[Numpy-discussion] EHN: Discusions about 'add numpy.topk'
Ralf Gommers
ralf.gommers at gmail.com
Mon May 31 12:49:14 EDT 2021
On Sun, May 30, 2021 at 10:41 AM <kangkai at mail.ustc.edu.cn> wrote:
> >
> >
> > On Fri, May 28, 2021 at 4:58 PM <kangkai at mail.ustc.edu.cn
> > <mailto:kangkai at mail.ustc.edu.cn>> wrote:
> >
> > Hi all,
> >
> > Finding topk elements is widely used in several fields, but missed
> > in NumPy.
> > I implement this functionality named as numpy.topk using core numpy
> > functions and open a PR:
> >
> > https://github.com/numpy/numpy/pull/19117
> > <https://github.com/numpy/numpy/pull/19117>
> >
> > Any discussion are welcome.
> >
> >
> > Thanks for the proposal Kang. I think this functionality is indeed a
> > fairly obvious gap in what Numpy offers, and would make sense to add.
> > A detailed comparison with other libraries would be very helpful here.
> > TensorFlow and JAX call this function `top_k`, while PyTorch, Dask and
> > MXNet call it `topk`.
> >
> > Two things to look at in more detail here are:
> > 1. complete signatures of the function in each of those libraries, and
> > what the commonality is there.
> > 2. the argument Eric made on your PR about consistency with
> > sort/argsort, and if we want topk/argtopk? Also, do other libraries
> > have `argtopk`?
> >
> > Cheers,
> > Ralf
> >
> >
> > Best wishes,
> >
> > Kang Kai
> >
>
> Hi, Thanks for reply, I present some details below:
>
Thanks for the detailed investigation Kang!
>
> ## 1. complete signatures of the function in each of those libraries, and what the commonality is there.
>
>
> | Library | Name | arg1 | arg2 | arg3 | arg4 | arg5 |
>
> |-------------|--------------------|-------|------|------|-----------|--------|
> | NumPy [1
> ] | numpy.topk | a | k | axis | largest | sorted |
> | PyTorch [2
> ] | torch.topk | input | k | dim | largest | sorted |
> | R [3
> ] | topK | x | K | / | / | / |
> | MXNet [4
> ] | mxnet.npx.topk | data | k | axis | is_ascend | / |
> | CNTK [5
> ] | cntk.ops.top_k | x | k | axis | / | / |
> | TF [6
> ] | tf.math.top_k | input | k | / | / | sorted |
> | Dask [7
> ] | dask.array.topk | a | k | axis | -k | / |
> | Dask [8
> ] | dask.array.argtopk | a | k | axis | -k | / |
> | MATLAB [9
> ] | mink | A | k | dim | / | / |
> | MATLAB [10
> ] | maxk | A | k | dim | / | / |
>
>
> | Library | Name | Returns |
> |-------------|--------------------|---------------------|
> | NumPy [1] | numpy.topk | values, indices |
> | PyTorch [2] | torch.topk | values, indices |
> | R [3] | topK | indices |
> | MXNet [4] | mxnet.npx.topk | controls by ret_typ |
> | CNTK [5] | cntk.ops.top_k | values, indices |
> | TF [6] | tf.math.top_k | values, indices |
> | Dask [7] | dask.array.topk | values |
> | Dask [8] | dask.array.argtopk | indices |
> | MATLAB [9] | mink | values, indices |
> | MATLAB [10] | maxk | values, indices |
>
> - arg1: Input array.
> - arg2: Number of top elements to look for along the given axis.
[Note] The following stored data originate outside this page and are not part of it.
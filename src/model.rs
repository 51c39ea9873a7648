use std::collections::BTreeMap;
use std::fmt;

use chrono::{DateTime, Utc};
use serde::{Deserialize, Serialize};

use crate::daemon::api_types::{
    MountEntry, PolicyEntry, RepoStatusResponse, SourceEntry, SourceKeyWire, StatusResponse,
    TaskEntry, TaskProgressWire, UploadProgressWire,
};

/// Reachability and identity of the daemon process itself.
#[derive(Debug, Clone, Default, PartialEq, Serialize)]
pub struct ServerStatus {
    pub running: bool,
    #[serde(skip_serializing_if = "Option::is_none")]
    pub url: Option<String>,
    #[serde(skip_serializing_if = "Option::is_none")]
    pub port: Option<u16>,
    #[serde(skip_serializing_if = "Option::is_none")]
    pub version: Option<String>,
    #[serde(skip_serializing_if = "Option::is_none")]
    pub uptime_seconds: Option<u64>,
}

impl ServerStatus {
    pub(crate) fn from_wire(response: StatusResponse, url: Option<&str>) -> Self {
        Self {
            running: true,
            url: url.map(str::to_string),
            port: url.and_then(port_of),
            version: response.version,
            uptime_seconds: response.uptime_seconds,
        }
    }
}

fn port_of(url: &str) -> Option<u16> {
    let after_scheme = url.split_once("://").map(|(_, rest)| rest).unwrap_or(url);
    let authority = after_scheme.split(['/', '?']).next().unwrap_or(after_scheme);
    let (_, port) = authority.rsplit_once(':')?;
    port.parse().ok()
}

/// Connection state of the repository behind the daemon.
///
/// Storage metadata only exists on the connected variant, so a disconnected
/// repository can never carry stale fields from a previous connection.
#[derive(Debug, Clone, PartialEq, Serialize)]
#[serde(tag = "state", rename_all = "snake_case")]
pub enum RepositoryStatus {
    Disconnected,
    Connected(RepositoryInfo),
}

impl Default for RepositoryStatus {
    fn default() -> Self {
        RepositoryStatus::Disconnected
    }
}

impl RepositoryStatus {
    pub fn connected(&self) -> bool {
        matches!(self, RepositoryStatus::Connected(_))
    }

    pub(crate) fn from_wire(response: RepoStatusResponse) -> Self {
        if !response.connected {
            return RepositoryStatus::Disconnected;
        }
        RepositoryStatus::Connected(RepositoryInfo {
            description: response.description,
            storage: response.storage,
            encryption: response.encryption,
            hash: response.hash,
        })
    }
}

#[derive(Debug, Clone, PartialEq, Serialize)]
pub struct RepositoryInfo {
    #[serde(skip_serializing_if = "Option::is_none")]
    pub description: Option<String>,
    #[serde(skip_serializing_if = "Option::is_none")]
    pub storage: Option<String>,
    #[serde(skip_serializing_if = "Option::is_none")]
    pub encryption: Option<String>,
    #[serde(skip_serializing_if = "Option::is_none")]
    pub hash: Option<String>,
}

/// Composite identity of a snapshot source.
#[derive(Debug, Clone, PartialEq, Eq, Hash, PartialOrd, Ord, Serialize)]
pub struct SourceKey {
    pub user_name: String,
    pub host: String,
    pub path: String,
}

impl fmt::Display for SourceKey {
    fn fmt(&self, f: &mut fmt::Formatter<'_>) -> fmt::Result {
        write!(f, "{}@{}:{}", self.user_name, self.host, self.path)
    }
}

impl From<SourceKeyWire> for SourceKey {
    fn from(wire: SourceKeyWire) -> Self {
        Self {
            user_name: wire.user_name,
            host: wire.host,
            path: wire.path,
        }
    }
}

#[derive(Debug, Clone, Copy, PartialEq, Eq, Serialize)]
#[serde(rename_all = "snake_case")]
pub enum SourceStatus {
    Idle,
    Pending,
    Uploading,
    Paused,
    Failed,
}

impl SourceStatus {
    pub(crate) fn parse(raw: &str) -> Self {
        match raw {
            "PENDING" => SourceStatus::Pending,
            "UPLOADING" => SourceStatus::Uploading,
            "PAUSED" => SourceStatus::Paused,
            "FAILED" => SourceStatus::Failed,
            _ => SourceStatus::Idle,
        }
    }
}

#[derive(Debug, Clone, PartialEq, Serialize)]
pub struct SnapshotSource {
    pub key: SourceKey,
    pub status: SourceStatus,
    #[serde(skip_serializing_if = "Option::is_none")]
    pub last_snapshot: Option<SnapshotSummary>,
    /// Live counters; only populated while an upload runs.
    #[serde(skip_serializing_if = "Option::is_none")]
    pub upload: Option<UploadProgress>,
}

impl SnapshotSource {
    pub(crate) fn from_wire(entry: SourceEntry) -> Self {
        let status = SourceStatus::parse(&entry.status);
        let upload = if status == SourceStatus::Uploading {
            entry.upload.map(UploadProgress::from)
        } else {
            None
        };
        Self {
            key: SourceKey::from(entry.source),
            status,
            last_snapshot: entry.last_snapshot.map(|wire| SnapshotSummary {
                snapshot_id: wire.snapshot_id,
                start_time: wire.start_time,
                end_time: wire.end_time,
                total_bytes: wire.total_bytes,
                error: wire.error,
            }),
            upload,
        }
    }
}

#[derive(Debug, Clone, PartialEq, Serialize)]
pub struct SnapshotSummary {
    #[serde(skip_serializing_if = "Option::is_none")]
    pub snapshot_id: Option<String>,
    #[serde(skip_serializing_if = "Option::is_none")]
    pub start_time: Option<DateTime<Utc>>,
    #[serde(skip_serializing_if = "Option::is_none")]
    pub end_time: Option<DateTime<Utc>>,
    #[serde(skip_serializing_if = "Option::is_none")]
    pub total_bytes: Option<u64>,
    #[serde(skip_serializing_if = "Option::is_none")]
    pub error: Option<String>,
}

#[derive(Debug, Clone, Default, PartialEq, Serialize)]
pub struct UploadProgress {
    pub hashed_bytes: u64,
    pub uploaded_bytes: u64,
    #[serde(skip_serializing_if = "Option::is_none")]
    pub estimated_bytes: Option<u64>,
    pub hashed_files: u64,
    #[serde(skip_serializing_if = "Option::is_none")]
    pub directory: Option<String>,
}

impl From<UploadProgressWire> for UploadProgress {
    fn from(wire: UploadProgressWire) -> Self {
        Self {
            hashed_bytes: wire.hashed_bytes,
            uploaded_bytes: wire.uploaded_bytes,
            estimated_bytes: wire.estimated_bytes,
            hashed_files: wire.hashed_files,
            directory: wire.directory,
        }
    }
}

#[derive(Debug, Clone, Copy, PartialEq, Eq, Serialize)]
#[serde(rename_all = "snake_case")]
pub enum TaskStatus {
    Running,
    Canceling,
    Canceled,
    Success,
    Failed,
}

impl TaskStatus {
    pub(crate) fn parse(raw: &str) -> Self {
        match raw {
            "CANCELING" => TaskStatus::Canceling,
            "CANCELED" => TaskStatus::Canceled,
            "SUCCESS" => TaskStatus::Success,
            "FAILED" => TaskStatus::Failed,
            _ => TaskStatus::Running,
        }
    }

    /// Terminal statuses admit no further transition.
    pub fn is_terminal(&self) -> bool {
        matches!(
            self,
            TaskStatus::Canceled | TaskStatus::Success | TaskStatus::Failed
        )
    }
}

#[derive(Debug, Clone, PartialEq, Serialize)]
pub struct Task {
    pub id: String,
    #[serde(skip_serializing_if = "Option::is_none")]
    pub kind: Option<String>,
    pub status: TaskStatus,
    #[serde(skip_serializing_if = "Option::is_none")]
    pub progress: Option<TaskProgress>,
    #[serde(skip_serializing_if = "Option::is_none")]
    pub start_time: Option<DateTime<Utc>>,
    /// Set exactly once, at the terminal transition. The authoritative
    /// completion signal.
    #[serde(skip_serializing_if = "Option::is_none")]
    pub end_time: Option<DateTime<Utc>>,
    #[serde(skip_serializing_if = "Option::is_none")]
    pub error_message: Option<String>,
}

impl Task {
    pub fn is_finished(&self) -> bool {
        self.end_time.is_some()
    }

    pub(crate) fn from_wire(entry: TaskEntry) -> Self {
        Self {
            id: entry.id,
            kind: entry.kind,
            status: TaskStatus::parse(&entry.status),
            progress: entry.progress.map(TaskProgress::from),
            start_time: entry.start_time,
            end_time: entry.end_time,
            error_message: entry.error_message,
        }
    }
}

#[derive(Debug, Clone, Default, PartialEq, Serialize)]
pub struct TaskProgress {
    #[serde(skip_serializing_if = "Option::is_none")]
    pub percent: Option<f64>,
    #[serde(skip_serializing_if = "BTreeMap::is_empty")]
    pub counters: BTreeMap<String, u64>,
}

impl From<TaskProgressWire> for TaskProgress {
    fn from(wire: TaskProgressWire) -> Self {
        Self {
            percent: wire.percent,
            counters: wire.counters,
        }
    }
}

/// A snapshot exposed as a local filesystem path.
#[derive(Debug, Clone, PartialEq, Serialize)]
pub struct Mount {
    pub root: String,
    pub mount_path: String,
}

impl Mount {
    pub(crate) fn from_wire(entry: MountEntry) -> Self {
        Self {
            root: entry.root,
            mount_path: entry.path,
        }
    }
}

/// Policy target; the fully-empty triple addresses the global default.
#[derive(Debug, Clone, Default, PartialEq, Eq, Hash, Serialize, Deserialize)]
pub struct PolicyTarget {
    #[serde(default, skip_serializing_if = "Option::is_none")]
    pub user_name: Option<String>,
    #[serde(default, skip_serializing_if = "Option::is_none")]
    pub host: Option<String>,
    #[serde(default, skip_serializing_if = "Option::is_none")]
    pub path: Option<String>,
}

impl PolicyTarget {
    pub fn global() -> Self {
        Self::default()
    }

    pub fn is_global(&self) -> bool {
        self.user_name.is_none() && self.host.is_none() && self.path.is_none()
    }
}

#[derive(Debug, Clone, PartialEq, Serialize)]
pub struct Policy {
    pub target: PolicyTarget,
    #[serde(skip_serializing_if = "Option::is_none")]
    pub retention: Option<RetentionPolicy>,
    #[serde(skip_serializing_if = "Option::is_none")]
    pub scheduling: Option<SchedulingPolicy>,
    #[serde(skip_serializing_if = "Option::is_none")]
    pub compression: Option<String>,
}

impl Policy {
    pub(crate) fn from_wire(entry: PolicyEntry) -> Self {
        Self {
            target: entry.target,
            retention: entry.retention,
            scheduling: entry.scheduling,
            compression: entry.compression,
        }
    }

    pub(crate) fn into_wire(self) -> PolicyEntry {
        PolicyEntry {
            target: self.target,
            retention: self.retention,
            scheduling: self.scheduling,
            compression: self.compression,
        }
    }
}

#[derive(Debug, Clone, Default, PartialEq, Serialize, Deserialize)]
pub struct RetentionPolicy {
    #[serde(default, skip_serializing_if = "Option::is_none")]
    pub keep_latest: Option<u32>,
    #[serde(default, skip_serializing_if = "Option::is_none")]
    pub keep_daily: Option<u32>,
    #[serde(default, skip_serializing_if = "Option::is_none")]
    pub keep_weekly: Option<u32>,
    #[serde(default, skip_serializing_if = "Option::is_none")]
    pub keep_monthly: Option<u32>,
}

#[derive(Debug, Clone, Default, PartialEq, Serialize, Deserialize)]
pub struct SchedulingPolicy {
    #[serde(default, skip_serializing_if = "Option::is_none")]
    pub interval_seconds: Option<u64>,
    #[serde(default, skip_serializing_if = "Vec::is_empty")]
    pub times: Vec<String>,
}

#[cfg(test)]
mod tests {
    use super::*;

    #[test]
    fn port_is_extracted_from_url() {
        assert_eq!(port_of("http://127.0.0.1:51515"), Some(51515));
        assert_eq!(port_of("http://127.0.0.1:51515/api"), Some(51515));
        assert_eq!(port_of("http://localhost"), None);
    }

    #[test]
    fn terminal_statuses() {
        assert!(!TaskStatus::Running.is_terminal());
        assert!(!TaskStatus::Canceling.is_terminal());
        assert!(TaskStatus::Canceled.is_terminal());
        assert!(TaskStatus::Success.is_terminal());
        assert!(TaskStatus::Failed.is_terminal());
    }

    #[test]
    fn global_policy_target() {
        assert!(PolicyTarget::global().is_global());
        let scoped = PolicyTarget {
            host: Some("laptop".to_string()),
            ..PolicyTarget::default()
        };
        assert!(!scoped.is_global());
    }
}
use crate::config::{Config, PollingIntervals};
use crate::daemon::api_types::{
    DaemonEvent, DeleteSnapshotsRequest, NotificationEvent, SourceKeyWire,
};
use crate::daemon::DaemonApi;
use crate::error::NormalizedError;
use crate::model::{
    Mount, Policy, PolicyTarget, RepositoryStatus, ServerStatus, SnapshotSource, SourceKey,
    SourceStatus, Task,
};
use crate::polling::{AdaptivePoller, AdaptivePollerBuilder, Poller, PollerBuilder};

const NOTICE_CHANNEL_CAPACITY: usize = 64;

/// Read-model slice for one entity family.
#[derive(Debug, Clone)]
pub struct FamilyState<T> {
    pub value: T,
    /// True until the family's first fetch settles.
    pub loading: bool,
    pub error: Option<NormalizedError>,
    pub refreshed_at: Option<DateTime<Utc>>,
}

impl<T: Default> Default for FamilyState<T> {
    fn default() -> Self {
        Self {
            value: T::default(),
            loading: true,
            error: None,
            refreshed_at: None,
        }
    }
}

/// Daemon-originated notification, forwarded verbatim to subscribers.
#[derive(Debug, Clone)]
pub struct Notice {
    pub severity: NoticeSeverity,
    pub message: String,
    pub details: Option<Value>,
}

#[derive(Debug, Clone, Copy, PartialEq, Eq)]
pub enum NoticeSeverity {
    Info,
    Error,
}

impl Notice {
    fn from_event(event: NotificationEvent, fallback: NoticeSeverity) -> Self {
        let severity = match event.severity.as_deref() {
            Some(raw) if raw.eq_ignore_ascii_case("error") => NoticeSeverity::Error,
            Some(_) => NoticeSeverity::Info,
            None => fallback,
        };
        Self {
            severity,
            message: event.message,
            details: event.details,
        }
    }
}

/// The single authoritative in-memory representation of daemon state.
///
/// One polling controller per entity family keeps the read-model current;
/// the event reconciler merges WebSocket pushes into the same entities.
/// Entities are only ever written here: consumers hold watch receivers and
/// immutable snapshots.
pub struct SyncedStore {
    inner: Arc<StoreInner>,
}

impl Clone for SyncedStore {
    fn clone(&self) -> Self {
        Self {
            inner: Arc::clone(&self.inner),
        }
    }
}

struct StoreInner {
    api: Arc<dyn DaemonApi>,
    intervals: PollingIntervals,
    server: watch::Sender<FamilyState<ServerStatus>>,
    repository: watch::Sender<FamilyState<RepositoryStatus>>,
    sources: watch::Sender<FamilyState<Vec<SnapshotSource>>>,
    tasks: watch::Sender<FamilyState<Vec<Task>>>,
    mounts: watch::Sender<FamilyState<Vec<Mount>>>,
    ws_connected: watch::Sender<bool>,
    notices: broadcast::Sender<Notice>,
    pollers: StorePollers,
}

struct StorePollers {
    server: Poller<ServerStatus>,
    repository: Poller<RepositoryStatus>,
    sources: AdaptivePoller<Vec<SnapshotSource>>,
    tasks: AdaptivePoller<Vec<Task>>,
    mounts: Poller<Vec<Mount>>,
}

impl SyncedStore {
    pub fn new(api: Arc<dyn DaemonApi>, config: &Config) -> Self {
        let (server, _) = watch::channel(FamilyState::default());
        let (repository, _) = watch::channel(FamilyState::default());
        let (sources, _) = watch::channel(FamilyState::default());
        let (tasks, _) = watch::channel(FamilyState::default());
        let (mounts, _) = watch::channel(FamilyState::default());
        let (ws_connected, _) = watch::channel(false);
        let (notices, _) = broadcast::channel(NOTICE_CHANNEL_CAPACITY);

        let pollers = build_pollers(
            &api,
            config,
            &server,
            &repository,
            &sources,
            &tasks,
            &mounts,
        );

        Self {
            inner: Arc::new(StoreInner {
                api,
                intervals: config.polling.clone(),
                server,
                repository,
                sources,
                tasks,
                mounts,
                ws_connected,
                notices,
                pollers,
            }),
        }
    }

    /// Start every family's polling controller. They run for the store's
    /// lifetime; the event stream only modulates their cadence.
    pub fn start(&self) {
        self.inner.pollers.server.start();
        self.inner.pollers.repository.start();
        self.inner.pollers.sources.start();
        self.inner.pollers.tasks.start();
        self.inner.pollers.mounts.start();
        info!("Synchronized store started");
    }

    pub fn stop(&self) {
        self.inner.pollers.server.stop();
        self.inner.pollers.repository.stop();
        self.inner.pollers.sources.stop();
        self.inner.pollers.tasks.stop();
        self.inner.pollers.mounts.stop();
    }

    // Read side: snapshots and subscriptions per family.

    pub fn server_status(&self) -> FamilyState<ServerStatus> {
        self.inner.server.borrow().clone()
    }

    pub fn watch_server_status(&self) -> watch::Receiver<FamilyState<ServerStatus>> {
        self.inner.server.subscribe()
    }

    pub fn repository_status(&self) -> FamilyState<RepositoryStatus> {
        self.inner.repository.borrow().clone()
    }

    pub fn watch_repository_status(&self) -> watch::Receiver<FamilyState<RepositoryStatus>> {
        self.inner.repository.subscribe()
    }

    pub fn sources(&self) -> FamilyState<Vec<SnapshotSource>> {
        self.inner.sources.borrow().clone()
    }

    pub fn watch_sources(&self) -> watch::Receiver<FamilyState<Vec<SnapshotSource>>> {
        self.inner.sources.subscribe()
    }

    pub fn tasks(&self) -> FamilyState<Vec<Task>> {
        self.inner.tasks.borrow().clone()
    }

    pub fn watch_tasks(&self) -> watch::Receiver<FamilyState<Vec<Task>>> {
        self.inner.tasks.subscribe()
    }

    pub fn mounts(&self) -> FamilyState<Vec<Mount>> {
        self.inner.mounts.borrow().clone()
    }

    pub fn watch_mounts(&self) -> watch::Receiver<FamilyState<Vec<Mount>>> {
        self.inner.mounts.subscribe()
    }

    pub fn is_websocket_connected(&self) -> bool {
        *self.inner.ws_connected.borrow()
    }

    pub fn watch_websocket_connected(&self) -> watch::Receiver<bool> {
        self.inner.ws_connected.subscribe()
    }

    pub fn subscribe_notices(&self) -> broadcast::Receiver<Notice> {
        self.inner.notices.subscribe()
    }

    // Refresh side. Each call resolves once the family's (deduplicated)
    // in-flight fetch completes and never returns an error: failures are
    // captured in the returned state's `error` field.

    pub async fn refresh_server_status(&self) -> FamilyState<ServerStatus> {
        self.inner.pollers.server.fetch_now().await;
        self.server_status()
    }

    pub async fn refresh_repository_status(&self) -> FamilyState<RepositoryStatus> {
        self.inner.pollers.repository.fetch_now().await;
        self.repository_status()
    }

    pub async fn refresh_sources(&self) -> FamilyState<Vec<SnapshotSource>> {
        self.inner.pollers.sources.fetch_now().await;
        self.sources()
    }

    pub async fn refresh_tasks(&self) -> FamilyState<Vec<Task>> {
        self.inner.pollers.tasks.fetch_now().await;
        self.tasks()
    }

    pub async fn refresh_mounts(&self) -> FamilyState<Vec<Mount>> {
        self.inner.pollers.mounts.fetch_now().await;
        self.mounts()
    }

    // Mutations. These do surface failure: the caller initiated the action
    // and needs the outcome. Each converges the read-model right after by
    // going through the same deduplicated refresh path polling uses.

    pub async fn create_snapshot(&self, key: &SourceKey) -> Result<(), NormalizedError> {
        self.inner
            .api
            .upload_source(key)
            .await
            .map_err(NormalizedError::from)?;
        self.refresh_sources().await;
        Ok(())
    }

    pub async fn cancel_task(&self, id: &str) -> Result<(), NormalizedError> {
        self.inner
            .api
            .cancel_task(id)
            .await
            .map_err(NormalizedError::from)?;
        self.refresh_tasks().await;
        Ok(())
    }

    pub async fn mount_snapshot(&self, root: &str) -> Result<Mount, NormalizedError> {
        let entry = self
            .inner
            .api
            .create_mount(root)
            .await
            .map_err(NormalizedError::from)?;
        let mount = Mount::from_wire(entry);
        self.refresh_mounts().await;
        Ok(mount)
    }

    pub async fn unmount_snapshot(&self, root: &str) -> Result<(), NormalizedError> {
        self.inner
            .api
            .delete_mount(root)
            .await
            .map_err(NormalizedError::from)?;
        self.refresh_mounts().await;
        Ok(())
    }

    pub async fn delete_snapshots(
        &self,
        key: &SourceKey,
        snapshot_ids: Vec<String>,
    ) -> Result<(), NormalizedError> {
        let request = DeleteSnapshotsRequest {
            source: SourceKeyWire::from(key),
            snapshot_ids,
        };
        self.inner
            .api
            .delete_snapshots(&request)
            .await
            .map_err(NormalizedError::from)?;
        self.refresh_sources().await;
        Ok(())
    }

    // Policies are edited interactively and resolved server-side, so they
    // are fetched on demand instead of continuously polled.

    /// `Ok(None)` when no policy has ever been saved for the target — an
    /// expected state, not a failure.
    pub async fn policy(&self, target: &PolicyTarget) -> Result<Option<Policy>, NormalizedError> {
        match self.inner.api.get_policy(target).await {
            Ok(entry) => Ok(Some(Policy::from_wire(entry))),
            Err(err) => {
                let normalized = NormalizedError::from(err);
                if normalized.is_not_found() {
                    Ok(None)
                } else {
                    Err(normalized)
                }
            }
        }
    }

    pub async fn set_policy(&self, policy: Policy) -> Result<(), NormalizedError> {
        self.inner
            .api
            .put_policy(&policy.into_wire())
            .await
            .map_err(NormalizedError::from)?;
        Ok(())
    }

    pub async fn delete_policy(&self, target: &PolicyTarget) -> Result<(), NormalizedError> {
        self.inner
            .api
            .delete_policy(target)
            .await
            .map_err(NormalizedError::from)?;
        Ok(())
    }

    /// Follow one task at a close cadence until it finishes. The returned
    /// controller stops itself on the first fetch where `end_time` is set;
    /// updates flow into the shared task collection.
    pub fn track_task(&self, id: impl Into<String>) -> Poller<Task> {
        let id = id.into();
        let api = Arc::clone(&self.inner.api);
        let fetch_id = id.clone();
        let fetch = move || {
            let api = Arc::clone(&api);
            let id = fetch_id.clone();
            async move {
                api.get_task(&id)
                    .await
                    .map(Task::from_wire)
                    .map_err(NormalizedError::from)
            }
            .boxed()
        };
        let tasks = self.inner.tasks.clone();
        let poller = PollerBuilder::new(self.inner.intervals.task_tracking(), fetch)
            .on_data(move |task: Task| {
                tasks.send_if_modified(|state| reconcile::upsert_task(&mut state.value, task));
            })
            .stop_when(Task::is_finished)
            .build();
        poller.start();
        poller
    }

    // Event reconciliation.

    /// Merge one pushed event into the read-model. Entities accept pushes
    /// and polls interchangeably; whichever wrote last wins, except that a
    /// finished task never regresses.
    pub fn apply_event(&self, event: DaemonEvent) {
        match event {
            DaemonEvent::TaskProgress(ev) => {
                self.inner
                    .tasks
                    .send_if_modified(|state| reconcile::merge_task_progress(&mut state.value, ev));
            }
            DaemonEvent::SnapshotProgress(ev) => {
                self.inner.sources.send_if_modified(|state| {
                    reconcile::merge_snapshot_progress(&mut state.value, ev)
                });
            }
            DaemonEvent::Error(ev) => {
                let _ = self
                    .inner
                    .notices
                    .send(Notice::from_event(ev, NoticeSeverity::Error));
            }
            DaemonEvent::Notification(ev) => {
                let _ = self
                    .inner
                    .notices
                    .send(Notice::from_event(ev, NoticeSeverity::Info));
            }
            DaemonEvent::Unknown => {
                debug!("Ignoring unrecognized event frame");
            }
        }
    }

    /// Called around the event stream's lifecycle. While the stream is up
    /// the task and source families relax to a safety-net cadence; when it
    /// drops they return to their baseline intervals.
    pub fn set_websocket_connected(&self, connected: bool) {
        let previous = self.inner.ws_connected.send_replace(connected);
        if previous == connected {
            return;
        }
        let intervals = &self.inner.intervals;
        if connected {
            info!("Event stream up, relaxing task and source polling");
            let relaxed = intervals.websocket_relaxed();
            self.inner.pollers.tasks.set_intervals(relaxed, relaxed);
            self.inner.pollers.sources.set_intervals(relaxed, relaxed);
        } else {
            info!("Event stream down, restoring baseline polling cadence");
            self.inner
                .pollers
                .tasks
                .set_intervals(intervals.tasks_active(), intervals.tasks_idle());
            self.inner
                .pollers
                .sources
                .set_intervals(intervals.sources_active(), intervals.sources_idle());
        }
    }
}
> - arg3: Axis along which to find topk.
> - R only supports vector, TensorFlow only supports axis=-1.
> - arg4: Controls whether to return k largest or smallest elements.
> - R, CNTK and TensorFlow only return k largest elements.
> -
> In Dask, k can be negative, which means to return k smallest elements.
> - In MATLAB, use two distinct functions.
> - arg5: If true the resulting k elements will be sorted by the values.
> - R, MXNet, CNTK, Dask and MATLAB only return sorted elements.
>
> **Summary**:
> - Function Name: could be `topk`, `top_k`, `mink`/`maxk`.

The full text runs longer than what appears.